Importance of the field: Kidney plays a key role in the elimination of xenobiotics and metabolic products from the body, where renal clearance is determined by glomerular filtration, tubular secretion and reabsorption processes. The proximal tubule of the nephron is equipped with multi-specificity uptake and efflux transporters for the secretion of a broad range of xenobiotics, while the compound physicochemical space drives the tubular reabsorption. Due to involvement of transporters, renal clearance is possibly associated with renal drug-drug interactions (DDIs) in clinical situations. Nevertheless, renal insufficiency in diseased population is associated with altered transporter activity and evidently affects the pharmacokinetics of both renally and non-renally cleared compounds. Thus, early information on renal clearance is critical for successful development of compounds in certain chemical space.
Areas covered in this review: This review provides updated information on the influence of physicochemical properties and the relevance of transporters in renal clearance and the associated drug interactions.
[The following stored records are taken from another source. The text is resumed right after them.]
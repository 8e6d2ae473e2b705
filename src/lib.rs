//! WTE Decision Engine - Waste-to-Energy Feasibility and Technology Ranking
//!
//! This crate implements the calculation core behind a waste-to-energy
//! planning tool: project financials (NPV, IRR, payback, price sensitivity),
//! multi-criteria technology scoring with proportional weight rebalancing,
//! and a what-if simulator for municipal waste streams.

pub mod application;
pub mod config;
pub mod domain;
//! RebalanceWeightsHandler - Command handler for a single weight edit.
//!
//! The caller sends the vector it currently displays plus the edit; the
//! handler returns a brand-new vector. Nothing is stored between calls.

use serde::{Deserialize, Serialize};

use crate::application::handle_json;
use crate::domain::foundation::{Criterion, DomainError};
use crate::domain::scoring::{WeightRebalancer, WeightVector};

/// Command to change one criterion's weight.
#[derive(Debug, Clone, Serialize, Deserialize)]
pub struct RebalanceWeightsCommand {
    pub current: WeightVector,
    pub criterion: Criterion,
    pub new_value: i32,
}

/// Result of a weight edit.
#[derive(Debug, Clone, Serialize, Deserialize)]
pub struct RebalanceWeightsResult {
    pub weights: WeightVector,
    /// Every weight lies within the configured per-criterion bounds.
    pub within_bounds: bool,
}

/// Handler for weight edits.
#[derive(Debug, Clone, Default)]
pub struct RebalanceWeightsHandler {
    rebalancer: WeightRebalancer,
}

impl RebalanceWeightsHandler {
    pub fn new(rebalancer: WeightRebalancer) -> Self {
        Self { rebalancer }
    }

    pub fn handle(
        &self,
        cmd: RebalanceWeightsCommand,
    ) -> Result<RebalanceWeightsResult, DomainError> {
        let weights = self
            .rebalancer
            .rebalance(&cmd.current, cmd.criterion, cmd.new_value)?;

        let settings = self.rebalancer.settings();
        Ok(RebalanceWeightsResult {
            within_bounds: weights.is_within(settings.min_weight, settings.max_weight),
            weights,
        })
    }

    /// Same as [`handle`](Self::handle), over JSON text.
    pub fn handle_json(&self, input: &str) -> Result<String, DomainError> {
        handle_json(input, |cmd| self.handle(cmd))
    }
}
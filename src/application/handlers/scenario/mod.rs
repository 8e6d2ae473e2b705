//! Scenario simulation handlers.

mod simulate_scenario;

pub use simulate_scenario::{
    SimulateScenarioHandler, SimulateScenarioQuery, SimulateScenarioResult,
};
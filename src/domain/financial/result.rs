//! Financial result types.

use serde::{Deserialize, Serialize};

use super::{CashFlowPoint, IrrEstimate, SensitivityCase};
use crate::domain::foundation::TechnologyKind;

/// Years needed for cumulative profit to repay the capital outlay.
#[derive(Debug, Clone, Copy, PartialEq, Serialize, Deserialize)]
#[serde(tag = "status", rename_all = "snake_case")]
pub enum PaybackPeriod {
    Years { years: f64 },
    /// Annual profit is zero or negative; the outlay is never repaid.
    Never,
}

impl PaybackPeriod {
    /// Simple payback: `capital_cost / annual_profit`.
    ///
    /// A negative capital cost is an up-front inflow, so there is nothing to
    /// repay and the payback is zero years.
    pub fn from_flat_profit(capital_cost: f64, annual_profit: f64) -> Self {
        if annual_profit <= 0.0 {
            PaybackPeriod::Never
        } else {
            PaybackPeriod::Years {
                years: (capital_cost / annual_profit).max(0.0),
            }
        }
    }

    pub fn years(&self) -> Option<f64> {
        match self {
            PaybackPeriod::Years { years } => Some(*years),
            PaybackPeriod::Never => None,
        }
    }

    /// Returns the payback as a real number, infinite when never reached.
    pub fn as_f64(&self) -> f64 {
        self.years().unwrap_or(f64::INFINITY)
    }
}

/// Everything derived from one [`ProjectParameters`](super::ProjectParameters) record.
#[derive(Debug, Clone, PartialEq, Serialize, Deserialize)]
pub struct FinancialResult {
    pub technology: TechnologyKind,
    pub lifetime_years: u32,
    pub annual_revenue: f64,
    /// Fixed O&M plus per-ton processing cost.
    pub annual_operating_cost: f64,
    pub annual_profit: f64,
    pub npv: f64,
    pub irr: IrrEstimate,
    pub payback_period: PaybackPeriod,
    pub cash_flow_series: Vec<CashFlowPoint>,
    pub generated_energy_kwh: f64,
    /// Avoided emissions per year (tCO2e).
    pub estimated_emission_reduction: f64,
    /// Operating cost per delivered ton; `None` when nothing is processed.
    pub operating_cost_per_ton: Option<f64>,
    pub sensitivity: Vec<SensitivityCase>,
}

impl FinancialResult {
    pub fn generated_energy_mwh(&self) -> f64 {
        self.generated_energy_kwh / 1000.0
    }

    /// True when the outlay is repaid within the project lifetime.
    pub fn is_feasible(&self) -> bool {
        match self.payback_period {
            PaybackPeriod::Years { years } => {
                years.is_finite() && years >= 0.0 && years < f64::from(self.lifetime_years)
            }
            PaybackPeriod::Never => false,
        }
    }

    pub fn npv_positive(&self) -> bool {
        self.npv > 0.0
    }
}
//! Financial Calculator - turns project parameters into cash flows and metrics.

use serde::{Deserialize, Serialize};
use tracing::debug;

use super::cash_flow::{build_series, cash_flows, npv};
use super::irr::{estimate_irr, IrrSettings};
use super::sensitivity::{perturbed_price, scenario_label, DEFAULT_PRICE_STEPS_PERCENT};
use super::{FinancialResult, PaybackPeriod, ProjectParameters, SensitivityCase};
use crate::domain::foundation::{ensure_finite, ValidationError};

/// Tunables for the financial model.
#[derive(Debug, Clone, PartialEq, Serialize, Deserialize)]
#[serde(default)]
pub struct FinancialSettings {
    pub irr: IrrSettings,
    /// Energy price perturbations for the sensitivity table, in percent.
    pub sensitivity_steps_percent: Vec<f64>,
}

impl Default for FinancialSettings {
    fn default() -> Self {
        Self {
            irr: IrrSettings::default(),
            sensitivity_steps_percent: DEFAULT_PRICE_STEPS_PERCENT.to_vec(),
        }
    }
}

impl FinancialSettings {
    pub fn validate(&self) -> Result<(), ValidationError> {
        self.irr.validate()?;
        for step in &self.sensitivity_steps_percent {
            ensure_finite("sensitivity_steps_percent", *step)?;
            if *step <= -100.0 {
                return Err(ValidationError::out_of_range(
                    "sensitivity_steps_percent",
                    -100.0,
                    f64::MAX,
                    *step,
                ));
            }
        }
        Ok(())
    }
}

/// Flat yearly figures under the constant-profit assumption.
#[derive(Debug, Clone, Copy, PartialEq)]
struct AnnualFigures {
    generated_energy_kwh: f64,
    revenue: f64,
    operating_cost: f64,
    profit: f64,
    emission_reduction: f64,
}

impl AnnualFigures {
    fn derive(params: &ProjectParameters, energy_price_per_mwh: f64) -> Self {
        let profile = params.technology.profile();
        let tonnage = params.annual_tonnage();

        let generated_energy_kwh = tonnage * profile.energy_per_ton_kwh();
        let revenue = generated_energy_kwh / 1000.0 * energy_price_per_mwh;
        let operating_cost =
            params.annual_operating_cost + tonnage * profile.processing_cost_per_ton;

        Self {
            generated_energy_kwh,
            revenue,
            operating_cost,
            profit: revenue - operating_cost,
            emission_reduction: generated_energy_kwh * profile.carbon_factor,
        }
    }
}

/// Pure, deterministic feasibility calculator.
#[derive(Debug, Clone, Default)]
pub struct FinancialCalculator {
    settings: FinancialSettings,
}

impl FinancialCalculator {
    /// # Errors
    /// Settings that [`FinancialSettings::validate`] rejects.
    pub fn new(settings: FinancialSettings) -> Result<Self, ValidationError> {
        settings.validate()?;
        Ok(Self { settings })
    }

    pub fn settings(&self) -> &FinancialSettings {
        &self.settings
    }

    /// Computes revenue, costs, cash flows, NPV, IRR, payback and sensitivity.
    ///
    /// # Edge Cases
    /// - Zero capacity: zero revenue; profit is minus the fixed O&M
    /// - Zero lifetime: the series holds only the year-0 outlay
    /// - Profit ≤ 0: IRR undefined, payback never reached
    ///
    /// # Errors
    /// Returns `ValidationError` only for malformed input (see
    /// [`ProjectParameters::validate`]).
    pub fn compute(&self, params: &ProjectParameters) -> Result<FinancialResult, ValidationError> {
        params.validate()?;

        let annual = AnnualFigures::derive(params, params.energy_price_per_mwh);
        let flows = cash_flows(params.capital_cost, annual.profit, params.lifetime_years);
        let npv_value = npv(&flows, params.discount_rate_fraction());
        let irr = estimate_irr(&flows, annual.profit, &self.settings.irr);
        let payback_period = PaybackPeriod::from_flat_profit(params.capital_cost, annual.profit);

        let tonnage = params.annual_tonnage();
        let operating_cost_per_ton = if tonnage > 0.0 {
            Some(annual.operating_cost / tonnage)
        } else {
            None
        };

        debug!(
            technology = %params.technology,
            annual_profit = annual.profit,
            npv = npv_value,
            irr = ?irr.rate_percent(),
            payback_years = ?payback_period.years(),
            "Computed project financials"
        );

        Ok(FinancialResult {
            technology: params.technology,
            lifetime_years: params.lifetime_years,
            annual_revenue: annual.revenue,
            annual_operating_cost: annual.operating_cost,
            annual_profit: annual.profit,
            npv: npv_value,
            irr,
            payback_period,
            cash_flow_series: build_series(
                params.capital_cost,
                annual.profit,
                params.lifetime_years,
            ),
            generated_energy_kwh: annual.generated_energy_kwh,
            estimated_emission_reduction: annual.emission_reduction,
            operating_cost_per_ton,
            sensitivity: self.sensitivity(params),
        })
    }

    /// Recomputes NPV for each configured energy price perturbation.
    pub fn sensitivity(&self, params: &ProjectParameters) -> Vec<SensitivityCase> {
        let rate = params.discount_rate_fraction();

        self.settings
            .sensitivity_steps_percent
            .iter()
            .map(|&step| {
                let price = perturbed_price(params.energy_price_per_mwh, step);
                let annual = AnnualFigures::derive(params, price);
                let flows = cash_flows(params.capital_cost, annual.profit, params.lifetime_years);

                SensitivityCase {
                    label: scenario_label(step),
                    price_change_percent: step,
                    energy_price_per_mwh: price,
                    npv: npv(&flows, rate),
                }
            })
            .collect()
    }
}

/// Computes financials with the default settings.
pub fn compute_financials(params: &ProjectParameters) -> Result<FinancialResult, ValidationError> {
    FinancialCalculator::default().compute(params)
}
In silico tools to predict the renal clearance at the discovery stage along with the potential alterations in drug disposition in the renal disease state are discussed with preclinical and clinical examples.
What the reader will gain: The review provides comprehensive knowledge with recent examples to moderate renal disposition concerns in the drug discovery and development settings.
Take home message: Consideration of clearance pathways early in the discovery process has become critical for successful development of compounds. Although significant progress has been made in elucidating the physicochemical drivers and biochemical processes for this pathway, the predictive ability remains a challenge. Furthermore, development of renally cleared compounds should progress with a clear understanding of possible issues including transporter-mediated DDI and disease state.